I feel like I'm missing something. Isn't the derivative of a constant just defined to be 0? Why does the definition in the article restrict it to primes?
You're right, it's not the normal definition of derivative. He's defining a function on numbers that has some similarities to the derivative (the multiplication rule is the same, and therefore so are some other properties), but isn't the derivative.
It's common in mathematics to take a word that already means something, and re-use it for a different but related concept. For example, in group and field theory, you talk about addition and multiplication, but they're not necessarily the standard definition.
> It's common in mathematics to take a word that already means something, and re-use it for a different but related concept.
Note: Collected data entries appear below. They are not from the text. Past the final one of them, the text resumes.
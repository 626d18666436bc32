//! In-process devnet
//!
//! Every node shares one local DA chain and one staking registry. Each node
//! keeps its own chain and state. The transaction pool is shared as well and
//! stands in for mempool gossip between the sequencers.

use crate::config::NodeConfig;
use anyhow::{Context, Result};
use da_bridge::{DaAccount, LocalDa, SenderConfig, StreamConfig};
use rpc_server::RpcContext;
use settlement_consensus::{
    replay_block, ChainStore, FraudConfig, ProducerConfig, SequencerWorkerBuilder, WorkerConfig,
    WorkerError, WorkerStats,
};
use settlement_primitives::{Address, Header, NodeKey, Role, H256};
use settlement_runtime::{
    BalanceExecutor, GasLimitPolicy, MemoryChain, MemoryPool, MemoryStaking, PersistentStore,
};
use std::path::Path;
use std::sync::Arc;
use std::time::Duration;
use tokio::sync::{oneshot, watch};
use tokio::task::JoinHandle;

/// DA balance every devnet account starts with
const DA_FUNDING: u128 = 1_000_000_000;

/// One worker and the collaborators it owns
pub struct DevnetNode {
    pub role: Role,
    pub address: Address,
    pub chain: Arc<MemoryChain>,
    pub executor: Arc<BalanceExecutor>,
    pub stats: watch::Receiver<WorkerStats>,
    shutdown: oneshot::Sender<()>,
    handle: JoinHandle<Result<(), WorkerError>>,
}

impl DevnetNode {
    async fn stop(self) -> Result<()> {
        // the worker may already have exited on its own
        let _ = self.shutdown.send(());
        self.handle
            .await
            .context("worker task panicked")?
            .with_context(|| format!("{} worker {}", self.role, self.address))
    }
}

pub struct Devnet {
    pub da: Arc<LocalDa>,
    pub staking: Arc<MemoryStaking>,
    pub pool: Arc<MemoryPool>,
    /// The configured node first, then the extra sequencers
    pub nodes: Vec<DevnetNode>,
    da_producer: JoinHandle<()>,
}

impl Devnet {
    /// Spawn every worker, then start sealing DA blocks
    pub fn start(config: &NodeConfig) -> Result<Self> {
        config.validate()?;

        let da = Arc::new(LocalDa::new());
        let staking = Arc::new(MemoryStaking::default());
        let pool = Arc::new(MemoryPool::default());

        let mut roles = vec![config.role];
        roles.extend(std::iter::repeat(Role::Sequencer).take(config.sequencers));

        let mut nodes = Vec::with_capacity(roles.len());
        for (index, role) in roles.into_iter().enumerate() {
            nodes.push(spawn_node(config, index, role, &da, &staking, &pool)?);
        }

        let da_producer = da
            .clone()
            .spawn_producer(Duration::from_millis(config.da_block_time_ms));

        tracing::info!(
            "Devnet started: {} nodes, DA block time {}ms",
            nodes.len(),
            config.da_block_time_ms
        );
        Ok(Self {
            da,
            staking,
            pool,
            nodes,
            da_producer,
        })
    }

    /// The node the RPC server is attached to
    pub fn primary(&self) -> &DevnetNode {
        &self.nodes[0]
    }

    pub fn rpc_context(&self) -> RpcContext {
        let primary = self.primary();
        RpcContext {
            chain: primary.chain.clone(),
            pool: self.pool.clone(),
            executor: primary.executor.clone(),
            stats: primary.stats.clone(),
        }
    }

    /// Stop every worker, unstaking the producers. Returns the first failure.
    pub async fn shutdown(self) -> Result<()> {
        let mut first_error = None;
        for node in self.nodes {
            if let Err(e) = node.stop().await {
                tracing::error!("{:#}", e);
                first_error.get_or_insert(e);
            }
        }
        self.da_producer.abort();
        tracing::info!("Devnet stopped at DA block {}", self.da.head_number());

        match first_error {
            Some(e) => Err(e),
            None => Ok(()),
        }
    }
}

fn spawn_node(
    config: &NodeConfig,
    index: usize,
    role: Role,
    da: &Arc<LocalDa>,
    staking: &Arc<MemoryStaking>,
    pool: &Arc<MemoryPool>,
) -> Result<DevnetNode> {
    let key = NodeKey::generate();
    let address = key.address();

    let executor = Arc::new(BalanceExecutor::new());
    let alloc: Vec<(Address, u64)> = config
        .alloc
        .iter()
        .map(|account| (account.address, account.balance))
        .collect();
    let genesis_root = executor.genesis(&alloc);
    let genesis = Header::genesis(
        config.genesis_gas_limit,
        config.genesis_timestamp,
        genesis_root,
    );
    let policy = GasLimitPolicy {
        target: config.genesis_gas_limit,
        ..Default::default()
    };

    let chain = match &config.data_dir {
        Some(dir) => {
            let path = dir.join(format!("node-{}", index));
            std::fs::create_dir_all(&path)?;
            open_chain(&path, genesis, policy, &executor)?
        }
        None => MemoryChain::new(genesis, policy),
    };
    let chain = Arc::new(chain);

    let da_account = DaAccount::new(key.clone());
    da.fund(da_account.id(), DA_FUNDING);
    if role.produces_blocks() {
        staking.stake(address, config.stake as u128, role);
    }

    let poll = Duration::from_millis((config.da_block_time_ms / 4).max(5));
    let worker_config = WorkerConfig {
        role,
        app_id: config.app_id,
        stake_poll_interval: Duration::from_millis(config.da_block_time_ms),
        start_from: None,
        stream: StreamConfig {
            poll_interval: poll,
            ..Default::default()
        },
        sender: SenderConfig {
            status_poll_interval: poll,
            ..Default::default()
        },
        producer: ProducerConfig {
            block_time: Duration::from_millis(config.block_time_ms),
        },
        fraud: FraudConfig {
            dispute_window: config.dispute_window,
        },
    };

    let worker = SequencerWorkerBuilder::new(key)
        .config(worker_config)
        .da(da.clone(), da_account)
        .chain(chain.clone())
        .executor(executor.clone())
        .pool(pool.clone())
        .staking(staking.clone())
        .build()?;

    let stats = worker.subscribe();
    let (shutdown, shutdown_rx) = oneshot::channel();
    let handle = tokio::spawn(async move {
        let result = worker.run(shutdown_rx).await;
        if let Err(e) = &result {
            tracing::error!("{} worker {} stopped: {}", role, address, e);
        }
        result
    });

    tracing::info!("Spawned {} node {} ({})", role, index, address);
    Ok(DevnetNode {
        role,
        address,
        chain,
        executor,
        stats,
        shutdown,
        handle,
    })
}

/// Open a sled-backed chain and rebuild the account state by replaying it
fn open_chain(
    path: &Path,
    genesis: Header,
    policy: GasLimitPolicy,
    executor: &BalanceExecutor,
) -> Result<MemoryChain> {
    let store = PersistentStore::open(path)?;
    if let Some(metadata) = store.load_metadata()? {
        tracing::info!(
            "Found chain data in {}: head {} ({}), {} blocks",
            path.display(),
            metadata.head_number,
            H256(metadata.head_hash),
            metadata.block_count
        );
    }

    let mut parent = genesis.clone();
    let chain = MemoryChain::open(genesis, policy, store)?;
    for number in 1..=chain.head_number() {
        let block = chain
            .block_by_number(number)
            .with_context(|| format!("canonical block {} missing after restore", number))?;
        let replayed = replay_block(executor, &parent, &block)?;
        if replayed.state_root != block.header.state_root {
            anyhow::bail!(
                "replay of block {} gave state root {}, header says {}",
                number,
                replayed.state_root,
                block.header.state_root
            );
        }
        parent = block.header;
    }

    tracing::info!(
        "Replayed {} blocks, state root {}",
        chain.head_number(),
        chain.header().state_root
    );
    Ok(chain)
}

#[cfg(test)]
mod tests {
    use super::*;
    use crate::config::GenesisAccount;
    use settlement_primitives::Transaction;
    use settlement_runtime::TRANSFER_GAS;
    use tempfile::tempdir;

    const SENDER: Address = Address([1; 20]);
    const RECEIVER: Address = Address([2; 20]);

    fn fast_config(role: Role, sequencers: usize) -> NodeConfig {
        NodeConfig {
            role,
            sequencers,
            block_time_ms: 1_000,
            da_block_time_ms: 20,
            alloc: vec![GenesisAccount {
                address: SENDER,
                balance: 1_000_000,
            }],
            ..Default::default()
        }
    }

    fn transfer() -> Transaction {
        Transaction {
            nonce: 0,
            from: SENDER,
            to: RECEIVER,
            value: 500,
            gas: TRANSFER_GAS,
            gas_price: 1,
        }
    }

    async fn wait_for(mut done: impl FnMut() -> bool) {
        for _ in 0..500 {
            if done() {
                return;
            }
            tokio::time::sleep(Duration::from_millis(10)).await;
        }
        panic!("devnet did not reach the expected state");
    }

    fn receiver_balance(node: &DevnetNode) -> u64 {
        let head = node.chain.header();
        node.executor
            .account(&head.state_root, &RECEIVER)
            .map(|a| a.balance)
            .unwrap_or_default()
    }

    #[tokio::test]
    async fn test_validator_follows_sequencer() {
        let devnet = Devnet::start(&fast_config(Role::Validator, 1)).unwrap();
        devnet.pool.add(transfer()).unwrap();

        let validator = devnet.primary();
        let sequencer = &devnet.nodes[1];
        wait_for(|| {
            validator.chain.head_number() >= 3
                && validator.chain.block_by_number(3) == sequencer.chain.block_by_number(3)
        })
        .await;

        assert_eq!(receiver_balance(sequencer), 500);
        let included = (1..=3)
            .filter_map(|n| validator.chain.block_by_number(n))
            .any(|b| b.transactions.contains(&transfer()));
        assert!(included);
        assert!(devnet.staking.slash_events().is_empty());

        let sequencer_address = sequencer.address;
        let staking = devnet.staking.clone();
        devnet.shutdown().await.unwrap();
        assert_eq!(staking.stake_of(&sequencer_address), 0);
    }

    #[tokio::test]
    async fn test_sequencers_keep_rotating_after_transfer() {
        let config = NodeConfig {
            da_block_time_ms: 40,
            ..fast_config(Role::Sequencer, 1)
        };
        let devnet = Devnet::start(&config).unwrap();
        devnet.pool.add(transfer()).unwrap();

        let (a, b) = (&devnet.nodes[0], &devnet.nodes[1]);
        wait_for(|| receiver_balance(a) == 500 && receiver_balance(b) == 500).await;

        let produced = |node: &DevnetNode| node.stats.borrow().blocks_produced;
        let before = (produced(a), produced(b));
        wait_for(|| produced(a) > before.0 + 1 && produced(b) > before.1 + 1).await;

        for node in [a, b] {
            assert!(node.executor.has_state(&node.chain.header().state_root));
        }
        assert!(devnet.staking.slash_events().is_empty());
        devnet.shutdown().await.unwrap();
    }

    #[tokio::test]
    async fn test_restart_replays_state() {
        let dir = tempdir().unwrap();
        let config = NodeConfig {
            data_dir: Some(dir.path().to_path_buf()),
            ..fast_config(Role::BootstrapSequencer, 0)
        };

        let devnet = Devnet::start(&config).unwrap();
        devnet.pool.add(transfer()).unwrap();
        wait_for(|| receiver_balance(devnet.primary()) == 500).await;
        let head = devnet.primary().chain.head_number();
        devnet.shutdown().await.unwrap();

        let devnet = Devnet::start(&config).unwrap();
        assert!(devnet.primary().chain.head_number() >= head);
        assert_eq!(receiver_balance(devnet.primary()), 500);
        devnet.shutdown().await.unwrap();
    }
}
For example, in group and field theory, you talk about addition and multiplication, but they're not necessarily the standard definition.
That's true, but I feel like the article mislead me because it didn't give me a proper and timely explanation of what it means by "derivative".
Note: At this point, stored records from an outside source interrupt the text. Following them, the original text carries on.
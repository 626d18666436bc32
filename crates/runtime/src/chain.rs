//! In-memory settlement chain with optional sled persistence

use crate::persistence::{ChainMetadata, PersistentStore};
use parking_lot::RwLock;
use settlement_consensus::{ChainError, ChainStore};
use settlement_primitives::{Header, SettlementBlock, H256, DEFAULT_GENESIS_GAS_LIMIT};
use std::collections::{BTreeMap, HashMap};

/// Gas limit adjustment between consecutive blocks
#[derive(Debug, Clone)]
pub struct GasLimitPolicy {
    /// Limit the chain drifts toward
    pub target: u64,
    /// Never go below this
    pub floor: u64,
}

impl Default for GasLimitPolicy {
    fn default() -> Self {
        Self {
            target: DEFAULT_GENESIS_GAS_LIMIT,
            floor: 5_000,
        }
    }
}

impl GasLimitPolicy {
    /// Move `parent` toward the target by at most `parent / 1024`
    pub fn next(&self, parent: u64) -> u64 {
        let delta = (parent / 1024).max(1);
        let next = if parent < self.target {
            (parent + delta).min(self.target)
        } else if parent > self.target {
            parent.saturating_sub(delta).max(self.target)
        } else {
            parent
        };
        next.max(self.floor)
    }
}

struct ChainState {
    head: Header,
    headers: HashMap<H256, Header>,
    blocks: HashMap<H256, SettlementBlock>,
    canonical: BTreeMap<u64, H256>,
}

/// `ChainStore` keeping every block in memory
///
/// A block is canonical when it extends the current head. Blocks with a known
/// parent that don't extend the head are kept as side blocks so fraud checks
/// can still find them.
pub struct MemoryChain {
    state: RwLock<ChainState>,
    policy: GasLimitPolicy,
    store: Option<PersistentStore>,
}

impl MemoryChain {
    pub fn new(genesis: Header, policy: GasLimitPolicy) -> Self {
        let mut canonical = BTreeMap::new();
        canonical.insert(genesis.number, genesis.hash);
        Self {
            state: RwLock::new(ChainState {
                headers: HashMap::from([(genesis.hash, genesis.clone())]),
                blocks: HashMap::from([(
                    genesis.hash,
                    SettlementBlock {
                        header: genesis.clone(),
                        transactions: Vec::new(),
                        receipts: Vec::new(),
                    },
                )]),
                head: genesis,
                canonical,
            }),
            policy,
            store: None,
        }
    }

    /// Chain backed by `store`, replaying every canonical block it holds
    pub fn open(
        genesis: Header,
        policy: GasLimitPolicy,
        store: PersistentStore,
    ) -> Result<Self, ChainError> {
        let stored = store
            .canonical_blocks()
            .map_err(|e| ChainError::Storage(e.to_string()))?;

        let mut chain = Self::new(genesis, policy);
        let mut restored = 0usize;
        for entry in stored {
            chain.insert(&entry.block)?;
            restored += 1;
        }
        chain.store = Some(store);

        tracing::info!(
            "Restored {} blocks from disk, head at {}",
            restored,
            chain.head_number()
        );
        Ok(chain)
    }

    /// Link `block` into memory. Returns whether it became the new head.
    fn insert(&self, block: &SettlementBlock) -> Result<bool, ChainError> {
        let mut state = self.state.write();

        let parent = state
            .headers
            .get(&block.parent_hash())
            .ok_or(ChainError::UnknownParent {
                number: block.number(),
                parent: block.parent_hash(),
            })?;
        if block.number() != parent.number + 1 {
            return Err(ChainError::NotNextBlock {
                number: block.number(),
                head: parent.number,
            });
        }

        let extends_head = block.parent_hash() == state.head.hash;
        state.headers.insert(block.hash(), block.header.clone());
        state.blocks.insert(block.hash(), block.clone());
        if extends_head {
            state.head = block.header.clone();
            state.canonical.insert(block.number(), block.hash());
        }

        Ok(extends_head)
    }

    fn persist(&self, block: &SettlementBlock, source: &str, canonical: bool) -> anyhow::Result<()> {
        let Some(store) = &self.store else {
            return Ok(());
        };
        store.store_block(block, source, canonical)?;
        if canonical {
            store.save_metadata(&ChainMetadata {
                head_number: block.number(),
                head_hash: block.hash().0,
                block_count: store.block_count() as u64,
                last_save_ts: chrono::Utc::now().timestamp(),
            })?;
        }
        store.flush()
    }

    pub fn head_number(&self) -> u64 {
        self.state.read().head.number
    }

    pub fn block_by_number(&self, number: u64) -> Option<SettlementBlock> {
        let state = self.state.read();
        let hash = state.canonical.get(&number)?;
        state.blocks.get(hash).cloned()
    }

    /// Number of blocks held, side blocks included
    pub fn len(&self) -> usize {
        self.state.read().blocks.len()
    }

    pub fn is_empty(&self) -> bool {
        self.len() == 0
    }
}

impl ChainStore for MemoryChain {
    fn header(&self) -> Header {
        self.state.read().head.clone()
    }

    fn write_block(&self, block: &SettlementBlock, source: &str) -> Result<(), ChainError> {
        if self.state.read().blocks.contains_key(&block.hash()) {
            tracing::debug!("Block {} already known", block.hash());
            return Ok(());
        }

        let canonical = self.insert(block)?;
        self.persist(block, source, canonical)
            .map_err(|e| ChainError::Storage(e.to_string()))?;

        if canonical {
            tracing::info!(
                "Block {} ({}) written by {}: {} txs, gas {}/{}",
                block.number(),
                block.hash(),
                source,
                block.transactions.len(),
                block.header.gas_used,
                block.header.gas_limit
            );
        } else {
            tracing::warn!(
                "Side block {} ({}) from {} does not extend head",
                block.number(),
                block.hash(),
                source
            );
        }
        Ok(())
    }

    fn calculate_gas_limit(&self, number: u64) -> Result<u64, ChainError> {
        let state = self.state.read();
        let parent_number = number
            .checked_sub(1)
            .ok_or_else(|| ChainError::Storage("genesis has no parent".to_string()))?;
        let parent = state
            .canonical
            .get(&parent_number)
            .and_then(|hash| state.headers.get(hash))
            .ok_or_else(|| {
                ChainError::Storage(format!("no canonical block at {}", parent_number))
            })?;
        Ok(self.policy.next(parent.gas_limit))
    }

    fn block_by_hash(&self, hash: &H256) -> Option<SettlementBlock> {
        self.state.read().blocks.get(hash).cloned()
    }

    fn header_by_hash(&self, hash: &H256) -> Option<Header> {
        self.state.read().headers.get(hash).cloned()
    }
}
This article is defining a new notion which is different from the derivative of a function. It's called derivative because of its inspirations and similarities to the classical idea of a derivative. It's interesting because it appears to have close relationships to important open problems in number theory, such as the Goldbach conjecture.
And it's not restricted to primes, it's just defined first for primes and then extended to all integers later.
For better or worse that's very common. A big part of learning to read advanced math is keeping track of the "kind of thing" each variable is meant to be. If you do that, then overloading D is a convenience which illustrates similarities.
But if you're not a professional mathematician then such overloading is terrifically confusing. Actually, I'm fairly certain it still is even for professional mathematicians.
It's common in mathematics to take a word that already means something, and re-use it for a different but related concept. For example, in group and field theory, you talk about addition and multiplication, but they're not necessarily the standard definition.